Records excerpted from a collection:
=== Section Start ===

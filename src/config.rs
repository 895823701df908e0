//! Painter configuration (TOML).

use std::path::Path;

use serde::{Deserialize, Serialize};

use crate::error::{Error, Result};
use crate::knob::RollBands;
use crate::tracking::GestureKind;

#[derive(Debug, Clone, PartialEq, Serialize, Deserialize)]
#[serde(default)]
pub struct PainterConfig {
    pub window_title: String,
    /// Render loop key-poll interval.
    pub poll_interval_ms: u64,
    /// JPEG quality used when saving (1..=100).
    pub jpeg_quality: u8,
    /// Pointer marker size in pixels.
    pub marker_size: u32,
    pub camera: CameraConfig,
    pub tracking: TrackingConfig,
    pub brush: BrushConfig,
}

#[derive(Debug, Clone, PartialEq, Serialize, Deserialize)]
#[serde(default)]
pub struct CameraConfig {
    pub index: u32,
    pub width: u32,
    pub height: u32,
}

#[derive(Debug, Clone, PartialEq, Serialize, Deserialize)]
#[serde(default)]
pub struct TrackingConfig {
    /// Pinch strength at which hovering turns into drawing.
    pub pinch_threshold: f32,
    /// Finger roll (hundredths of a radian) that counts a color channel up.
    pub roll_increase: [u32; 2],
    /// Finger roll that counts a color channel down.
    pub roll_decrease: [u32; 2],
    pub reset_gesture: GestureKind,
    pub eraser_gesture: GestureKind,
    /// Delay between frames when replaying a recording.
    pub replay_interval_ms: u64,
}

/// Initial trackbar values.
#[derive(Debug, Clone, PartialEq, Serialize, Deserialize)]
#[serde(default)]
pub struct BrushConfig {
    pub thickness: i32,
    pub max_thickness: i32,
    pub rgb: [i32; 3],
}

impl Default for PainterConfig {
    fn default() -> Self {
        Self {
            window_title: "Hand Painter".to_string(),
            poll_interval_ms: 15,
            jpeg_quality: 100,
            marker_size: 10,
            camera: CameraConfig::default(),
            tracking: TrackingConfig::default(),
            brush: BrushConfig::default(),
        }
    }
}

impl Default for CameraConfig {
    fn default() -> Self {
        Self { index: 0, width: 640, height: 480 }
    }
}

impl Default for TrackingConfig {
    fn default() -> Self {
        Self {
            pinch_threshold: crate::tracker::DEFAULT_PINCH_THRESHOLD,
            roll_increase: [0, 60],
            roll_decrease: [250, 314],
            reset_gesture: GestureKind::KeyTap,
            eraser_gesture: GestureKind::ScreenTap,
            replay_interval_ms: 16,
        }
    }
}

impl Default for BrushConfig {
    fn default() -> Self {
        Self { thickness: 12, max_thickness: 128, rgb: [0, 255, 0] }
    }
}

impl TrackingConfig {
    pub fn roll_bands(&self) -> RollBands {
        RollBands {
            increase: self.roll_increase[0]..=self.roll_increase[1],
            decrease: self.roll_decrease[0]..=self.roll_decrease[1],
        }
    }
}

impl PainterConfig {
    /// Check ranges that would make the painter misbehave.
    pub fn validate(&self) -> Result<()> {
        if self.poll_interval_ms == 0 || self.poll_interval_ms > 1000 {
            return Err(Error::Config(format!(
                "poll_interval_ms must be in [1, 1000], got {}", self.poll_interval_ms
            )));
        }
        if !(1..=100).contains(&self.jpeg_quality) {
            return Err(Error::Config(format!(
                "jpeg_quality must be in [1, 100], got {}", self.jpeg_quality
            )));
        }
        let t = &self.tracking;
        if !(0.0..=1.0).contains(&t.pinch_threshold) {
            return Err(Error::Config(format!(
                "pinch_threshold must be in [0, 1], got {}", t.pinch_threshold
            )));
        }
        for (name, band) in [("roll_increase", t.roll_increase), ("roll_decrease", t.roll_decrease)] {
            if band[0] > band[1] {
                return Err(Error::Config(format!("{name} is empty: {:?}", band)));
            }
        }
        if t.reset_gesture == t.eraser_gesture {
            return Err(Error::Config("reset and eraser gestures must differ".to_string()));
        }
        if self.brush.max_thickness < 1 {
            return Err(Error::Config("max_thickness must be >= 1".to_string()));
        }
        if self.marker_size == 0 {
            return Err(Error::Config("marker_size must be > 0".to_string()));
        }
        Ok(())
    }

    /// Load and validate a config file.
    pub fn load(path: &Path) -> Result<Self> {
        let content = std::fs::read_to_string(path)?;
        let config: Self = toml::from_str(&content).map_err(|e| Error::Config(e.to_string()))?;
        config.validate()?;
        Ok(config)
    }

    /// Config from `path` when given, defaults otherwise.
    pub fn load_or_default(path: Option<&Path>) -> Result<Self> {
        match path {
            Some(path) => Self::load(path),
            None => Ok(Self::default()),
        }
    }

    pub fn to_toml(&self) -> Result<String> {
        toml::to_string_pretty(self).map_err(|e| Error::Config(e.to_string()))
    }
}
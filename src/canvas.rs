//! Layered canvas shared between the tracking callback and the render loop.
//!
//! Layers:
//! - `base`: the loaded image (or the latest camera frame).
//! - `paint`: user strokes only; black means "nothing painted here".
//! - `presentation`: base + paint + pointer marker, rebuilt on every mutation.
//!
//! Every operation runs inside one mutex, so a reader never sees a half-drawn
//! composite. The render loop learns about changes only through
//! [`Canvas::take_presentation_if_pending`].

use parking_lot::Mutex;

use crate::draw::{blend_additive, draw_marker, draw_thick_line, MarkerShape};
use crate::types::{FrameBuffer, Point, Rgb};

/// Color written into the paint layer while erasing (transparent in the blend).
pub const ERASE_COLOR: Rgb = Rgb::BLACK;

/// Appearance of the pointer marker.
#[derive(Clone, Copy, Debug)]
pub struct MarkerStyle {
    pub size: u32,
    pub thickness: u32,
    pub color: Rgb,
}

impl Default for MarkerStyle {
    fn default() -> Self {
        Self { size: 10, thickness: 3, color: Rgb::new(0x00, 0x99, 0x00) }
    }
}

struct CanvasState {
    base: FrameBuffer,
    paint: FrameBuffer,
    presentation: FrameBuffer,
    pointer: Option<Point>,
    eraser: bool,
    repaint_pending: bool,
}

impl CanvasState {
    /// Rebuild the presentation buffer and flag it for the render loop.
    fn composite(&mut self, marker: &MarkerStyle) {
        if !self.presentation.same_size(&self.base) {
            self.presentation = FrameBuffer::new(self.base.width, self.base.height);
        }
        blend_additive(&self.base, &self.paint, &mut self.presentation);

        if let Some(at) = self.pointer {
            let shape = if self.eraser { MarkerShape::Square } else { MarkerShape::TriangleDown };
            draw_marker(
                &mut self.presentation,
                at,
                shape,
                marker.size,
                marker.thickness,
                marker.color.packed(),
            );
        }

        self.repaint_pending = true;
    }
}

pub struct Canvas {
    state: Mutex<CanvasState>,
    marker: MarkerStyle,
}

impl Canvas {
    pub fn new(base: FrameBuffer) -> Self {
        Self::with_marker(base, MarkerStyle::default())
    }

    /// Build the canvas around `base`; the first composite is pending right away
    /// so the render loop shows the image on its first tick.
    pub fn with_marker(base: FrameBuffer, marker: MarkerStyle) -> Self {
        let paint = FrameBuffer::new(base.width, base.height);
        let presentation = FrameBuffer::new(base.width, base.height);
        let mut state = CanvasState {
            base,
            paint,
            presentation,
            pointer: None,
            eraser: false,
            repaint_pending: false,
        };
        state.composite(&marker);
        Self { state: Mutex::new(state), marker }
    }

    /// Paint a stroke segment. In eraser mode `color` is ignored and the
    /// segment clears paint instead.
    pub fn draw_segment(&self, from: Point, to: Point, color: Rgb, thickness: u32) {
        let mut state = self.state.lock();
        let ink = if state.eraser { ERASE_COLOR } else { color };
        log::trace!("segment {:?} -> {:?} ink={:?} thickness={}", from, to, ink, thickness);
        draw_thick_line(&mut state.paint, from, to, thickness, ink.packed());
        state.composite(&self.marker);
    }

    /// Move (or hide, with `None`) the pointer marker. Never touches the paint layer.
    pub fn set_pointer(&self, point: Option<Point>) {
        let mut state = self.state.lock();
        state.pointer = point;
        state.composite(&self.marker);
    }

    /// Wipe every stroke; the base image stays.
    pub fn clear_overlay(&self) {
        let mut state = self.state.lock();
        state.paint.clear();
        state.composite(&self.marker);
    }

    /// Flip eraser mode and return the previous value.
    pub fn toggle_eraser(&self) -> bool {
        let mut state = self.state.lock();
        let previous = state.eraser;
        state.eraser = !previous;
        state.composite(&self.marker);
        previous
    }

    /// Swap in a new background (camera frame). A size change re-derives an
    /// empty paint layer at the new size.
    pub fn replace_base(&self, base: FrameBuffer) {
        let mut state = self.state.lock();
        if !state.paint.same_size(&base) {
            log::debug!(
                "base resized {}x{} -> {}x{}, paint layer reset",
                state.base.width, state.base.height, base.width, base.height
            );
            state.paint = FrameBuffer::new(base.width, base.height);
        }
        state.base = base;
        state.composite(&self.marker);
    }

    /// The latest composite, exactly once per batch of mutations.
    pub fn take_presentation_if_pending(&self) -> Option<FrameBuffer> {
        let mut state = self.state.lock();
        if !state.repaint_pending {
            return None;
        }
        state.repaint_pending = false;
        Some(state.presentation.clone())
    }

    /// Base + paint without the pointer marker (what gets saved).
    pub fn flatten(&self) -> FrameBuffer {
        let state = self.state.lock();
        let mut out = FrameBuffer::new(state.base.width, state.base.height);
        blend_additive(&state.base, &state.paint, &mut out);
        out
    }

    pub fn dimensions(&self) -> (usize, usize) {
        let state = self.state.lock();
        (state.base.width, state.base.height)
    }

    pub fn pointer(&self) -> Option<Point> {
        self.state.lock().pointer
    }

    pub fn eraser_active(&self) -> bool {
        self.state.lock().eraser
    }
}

=== Section End ===
=== Section Start ===

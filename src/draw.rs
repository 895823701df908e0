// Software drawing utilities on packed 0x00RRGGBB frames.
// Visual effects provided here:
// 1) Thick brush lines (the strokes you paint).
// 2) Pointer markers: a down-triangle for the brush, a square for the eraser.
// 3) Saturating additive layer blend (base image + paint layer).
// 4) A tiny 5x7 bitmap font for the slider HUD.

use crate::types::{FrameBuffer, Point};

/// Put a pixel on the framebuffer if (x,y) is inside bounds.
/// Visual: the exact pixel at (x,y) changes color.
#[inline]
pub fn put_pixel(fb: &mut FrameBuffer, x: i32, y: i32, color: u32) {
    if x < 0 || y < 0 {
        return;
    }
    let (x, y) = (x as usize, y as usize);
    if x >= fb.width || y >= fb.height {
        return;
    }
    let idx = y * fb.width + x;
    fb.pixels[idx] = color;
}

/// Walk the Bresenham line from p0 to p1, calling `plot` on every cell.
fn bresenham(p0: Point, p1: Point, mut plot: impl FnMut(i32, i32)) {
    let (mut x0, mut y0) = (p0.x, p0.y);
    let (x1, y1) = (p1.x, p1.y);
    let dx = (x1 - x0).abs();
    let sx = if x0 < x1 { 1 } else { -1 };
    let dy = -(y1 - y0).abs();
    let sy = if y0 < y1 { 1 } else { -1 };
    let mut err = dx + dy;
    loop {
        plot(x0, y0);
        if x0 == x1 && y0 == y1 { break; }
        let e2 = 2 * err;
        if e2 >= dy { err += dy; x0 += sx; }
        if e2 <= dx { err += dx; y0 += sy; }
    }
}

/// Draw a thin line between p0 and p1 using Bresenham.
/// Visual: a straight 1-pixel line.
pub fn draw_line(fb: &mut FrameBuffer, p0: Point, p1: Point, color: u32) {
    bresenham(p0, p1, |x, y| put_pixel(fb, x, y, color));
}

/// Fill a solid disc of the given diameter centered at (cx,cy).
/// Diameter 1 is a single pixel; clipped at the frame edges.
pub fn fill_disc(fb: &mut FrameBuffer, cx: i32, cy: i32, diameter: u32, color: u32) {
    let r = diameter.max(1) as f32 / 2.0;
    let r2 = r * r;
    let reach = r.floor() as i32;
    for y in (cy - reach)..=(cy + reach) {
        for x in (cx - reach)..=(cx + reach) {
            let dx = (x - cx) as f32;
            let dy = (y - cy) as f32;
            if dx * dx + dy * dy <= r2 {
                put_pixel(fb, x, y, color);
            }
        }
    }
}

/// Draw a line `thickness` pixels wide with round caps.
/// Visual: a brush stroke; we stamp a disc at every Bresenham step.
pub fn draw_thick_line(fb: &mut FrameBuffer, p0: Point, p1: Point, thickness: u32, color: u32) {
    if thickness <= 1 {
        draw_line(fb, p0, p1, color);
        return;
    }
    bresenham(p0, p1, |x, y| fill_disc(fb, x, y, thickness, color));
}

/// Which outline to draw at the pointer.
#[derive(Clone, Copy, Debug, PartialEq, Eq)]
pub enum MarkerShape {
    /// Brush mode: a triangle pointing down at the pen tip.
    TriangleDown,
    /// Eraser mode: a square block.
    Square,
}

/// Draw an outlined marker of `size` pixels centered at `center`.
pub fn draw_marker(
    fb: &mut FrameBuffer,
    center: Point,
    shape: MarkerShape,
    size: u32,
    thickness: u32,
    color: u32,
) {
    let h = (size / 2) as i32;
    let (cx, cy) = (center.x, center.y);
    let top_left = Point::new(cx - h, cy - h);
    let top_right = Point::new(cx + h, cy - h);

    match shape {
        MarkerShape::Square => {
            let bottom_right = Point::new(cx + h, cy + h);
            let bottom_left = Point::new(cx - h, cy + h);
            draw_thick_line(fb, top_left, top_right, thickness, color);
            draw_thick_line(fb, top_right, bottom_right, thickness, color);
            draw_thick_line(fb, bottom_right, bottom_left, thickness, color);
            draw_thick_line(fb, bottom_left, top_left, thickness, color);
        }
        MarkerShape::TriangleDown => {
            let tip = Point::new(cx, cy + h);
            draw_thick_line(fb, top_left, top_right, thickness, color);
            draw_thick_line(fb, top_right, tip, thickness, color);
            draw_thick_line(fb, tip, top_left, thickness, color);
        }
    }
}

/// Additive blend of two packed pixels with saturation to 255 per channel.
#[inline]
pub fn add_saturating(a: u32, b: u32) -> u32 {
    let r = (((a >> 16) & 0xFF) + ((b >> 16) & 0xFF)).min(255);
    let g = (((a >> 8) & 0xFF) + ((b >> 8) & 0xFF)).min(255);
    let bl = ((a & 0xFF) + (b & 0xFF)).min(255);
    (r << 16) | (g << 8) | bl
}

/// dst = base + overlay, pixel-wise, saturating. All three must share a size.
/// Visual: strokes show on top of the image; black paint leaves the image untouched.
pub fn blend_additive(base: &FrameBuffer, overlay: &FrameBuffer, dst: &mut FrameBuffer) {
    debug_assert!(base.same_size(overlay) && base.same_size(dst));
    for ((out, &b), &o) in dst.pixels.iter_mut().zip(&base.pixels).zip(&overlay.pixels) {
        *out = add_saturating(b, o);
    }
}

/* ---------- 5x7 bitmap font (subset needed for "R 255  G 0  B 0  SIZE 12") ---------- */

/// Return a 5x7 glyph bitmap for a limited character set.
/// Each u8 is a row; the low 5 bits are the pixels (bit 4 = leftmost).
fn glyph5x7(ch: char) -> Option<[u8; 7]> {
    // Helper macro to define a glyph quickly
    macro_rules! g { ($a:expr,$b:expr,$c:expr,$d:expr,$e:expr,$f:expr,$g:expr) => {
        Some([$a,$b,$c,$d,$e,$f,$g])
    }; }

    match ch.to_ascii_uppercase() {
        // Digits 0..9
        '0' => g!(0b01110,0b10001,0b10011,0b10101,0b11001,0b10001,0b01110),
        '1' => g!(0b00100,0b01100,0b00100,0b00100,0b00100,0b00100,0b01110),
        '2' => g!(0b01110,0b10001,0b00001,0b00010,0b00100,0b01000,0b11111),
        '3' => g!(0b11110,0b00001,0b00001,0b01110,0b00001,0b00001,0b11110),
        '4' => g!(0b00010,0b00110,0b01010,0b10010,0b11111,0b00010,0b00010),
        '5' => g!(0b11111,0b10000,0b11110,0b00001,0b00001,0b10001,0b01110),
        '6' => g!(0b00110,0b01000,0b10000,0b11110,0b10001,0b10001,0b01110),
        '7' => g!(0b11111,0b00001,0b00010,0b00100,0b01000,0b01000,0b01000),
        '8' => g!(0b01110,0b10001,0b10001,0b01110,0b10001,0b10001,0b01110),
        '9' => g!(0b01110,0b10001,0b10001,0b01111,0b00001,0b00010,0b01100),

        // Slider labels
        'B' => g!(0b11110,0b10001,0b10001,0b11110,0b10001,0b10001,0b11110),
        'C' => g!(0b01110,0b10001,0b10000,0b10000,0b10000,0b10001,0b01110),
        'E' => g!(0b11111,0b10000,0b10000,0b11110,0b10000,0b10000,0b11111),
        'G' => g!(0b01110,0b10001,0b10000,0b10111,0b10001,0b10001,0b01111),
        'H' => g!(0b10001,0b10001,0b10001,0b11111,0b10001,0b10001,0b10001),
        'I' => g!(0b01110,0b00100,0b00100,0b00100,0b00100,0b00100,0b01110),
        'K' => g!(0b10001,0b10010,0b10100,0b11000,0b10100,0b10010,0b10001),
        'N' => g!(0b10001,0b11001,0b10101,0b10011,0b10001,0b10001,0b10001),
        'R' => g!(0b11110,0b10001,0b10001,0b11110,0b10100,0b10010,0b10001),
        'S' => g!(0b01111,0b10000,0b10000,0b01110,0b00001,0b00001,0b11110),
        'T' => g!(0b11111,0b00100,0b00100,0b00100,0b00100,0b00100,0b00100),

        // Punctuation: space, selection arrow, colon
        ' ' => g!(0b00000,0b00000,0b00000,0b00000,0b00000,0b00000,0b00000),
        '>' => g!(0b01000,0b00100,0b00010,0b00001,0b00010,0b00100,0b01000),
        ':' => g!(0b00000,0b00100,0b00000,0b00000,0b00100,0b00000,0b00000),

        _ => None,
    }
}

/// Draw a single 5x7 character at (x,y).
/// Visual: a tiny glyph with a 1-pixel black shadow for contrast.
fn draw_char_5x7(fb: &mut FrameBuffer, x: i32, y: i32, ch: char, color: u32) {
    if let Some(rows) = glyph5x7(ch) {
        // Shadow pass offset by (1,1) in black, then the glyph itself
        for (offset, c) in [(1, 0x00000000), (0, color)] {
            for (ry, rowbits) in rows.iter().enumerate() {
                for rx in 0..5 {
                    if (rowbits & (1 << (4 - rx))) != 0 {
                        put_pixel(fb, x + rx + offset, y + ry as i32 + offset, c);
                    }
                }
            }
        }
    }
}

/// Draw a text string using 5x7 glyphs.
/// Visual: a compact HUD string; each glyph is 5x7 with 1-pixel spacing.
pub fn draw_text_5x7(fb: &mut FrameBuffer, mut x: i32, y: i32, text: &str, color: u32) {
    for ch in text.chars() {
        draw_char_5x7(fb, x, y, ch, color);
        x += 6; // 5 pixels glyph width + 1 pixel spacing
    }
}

=== Section End ===
=== Section Start ===

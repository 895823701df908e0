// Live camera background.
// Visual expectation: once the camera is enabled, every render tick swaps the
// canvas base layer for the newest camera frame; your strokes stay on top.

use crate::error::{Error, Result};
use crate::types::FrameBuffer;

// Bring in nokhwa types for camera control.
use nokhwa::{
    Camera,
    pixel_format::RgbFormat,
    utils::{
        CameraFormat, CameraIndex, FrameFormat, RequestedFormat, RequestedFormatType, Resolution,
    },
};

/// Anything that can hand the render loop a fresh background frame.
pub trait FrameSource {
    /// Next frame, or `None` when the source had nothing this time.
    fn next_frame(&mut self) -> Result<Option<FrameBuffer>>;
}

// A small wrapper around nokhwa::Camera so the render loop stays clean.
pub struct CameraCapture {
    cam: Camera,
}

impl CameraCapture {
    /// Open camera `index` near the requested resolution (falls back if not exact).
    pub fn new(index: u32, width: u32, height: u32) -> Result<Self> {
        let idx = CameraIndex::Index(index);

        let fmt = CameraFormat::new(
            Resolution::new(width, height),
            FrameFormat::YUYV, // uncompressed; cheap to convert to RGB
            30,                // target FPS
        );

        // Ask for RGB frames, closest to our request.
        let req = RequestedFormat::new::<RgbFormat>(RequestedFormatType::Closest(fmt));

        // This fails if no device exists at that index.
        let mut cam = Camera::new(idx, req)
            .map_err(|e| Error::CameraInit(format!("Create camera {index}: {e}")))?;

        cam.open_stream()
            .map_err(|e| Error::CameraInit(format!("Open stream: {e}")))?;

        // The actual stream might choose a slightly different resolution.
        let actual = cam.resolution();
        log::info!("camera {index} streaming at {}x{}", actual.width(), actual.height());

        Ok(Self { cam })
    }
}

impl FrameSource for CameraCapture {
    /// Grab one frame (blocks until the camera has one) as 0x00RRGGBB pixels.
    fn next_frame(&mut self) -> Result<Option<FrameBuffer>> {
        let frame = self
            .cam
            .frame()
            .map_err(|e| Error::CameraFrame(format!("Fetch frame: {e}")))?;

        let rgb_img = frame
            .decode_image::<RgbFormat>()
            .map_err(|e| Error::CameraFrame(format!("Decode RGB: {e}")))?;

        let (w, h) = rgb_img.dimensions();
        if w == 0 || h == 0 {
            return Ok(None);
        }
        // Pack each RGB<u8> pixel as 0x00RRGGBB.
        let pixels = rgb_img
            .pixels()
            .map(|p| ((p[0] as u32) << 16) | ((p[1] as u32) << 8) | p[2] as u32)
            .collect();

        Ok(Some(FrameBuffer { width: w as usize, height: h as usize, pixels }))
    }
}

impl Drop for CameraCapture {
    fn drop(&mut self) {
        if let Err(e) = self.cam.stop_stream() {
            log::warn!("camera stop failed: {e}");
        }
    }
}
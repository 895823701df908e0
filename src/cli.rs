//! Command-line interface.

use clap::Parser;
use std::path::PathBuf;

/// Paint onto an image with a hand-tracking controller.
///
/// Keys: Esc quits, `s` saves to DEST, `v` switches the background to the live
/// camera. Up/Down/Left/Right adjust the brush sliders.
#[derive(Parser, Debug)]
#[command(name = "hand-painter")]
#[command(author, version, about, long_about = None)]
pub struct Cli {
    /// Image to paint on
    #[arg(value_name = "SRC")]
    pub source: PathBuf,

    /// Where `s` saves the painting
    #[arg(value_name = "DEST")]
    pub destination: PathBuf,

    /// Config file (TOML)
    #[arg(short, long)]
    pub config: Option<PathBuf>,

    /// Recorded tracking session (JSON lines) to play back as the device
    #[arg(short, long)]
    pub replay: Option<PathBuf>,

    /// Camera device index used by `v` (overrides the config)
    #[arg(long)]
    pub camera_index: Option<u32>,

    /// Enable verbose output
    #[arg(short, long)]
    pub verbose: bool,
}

=== Section End ===

◆ Work task
Across all the entries, how many lines include "channel"? Answer with the number alone.

◆ Task solution
3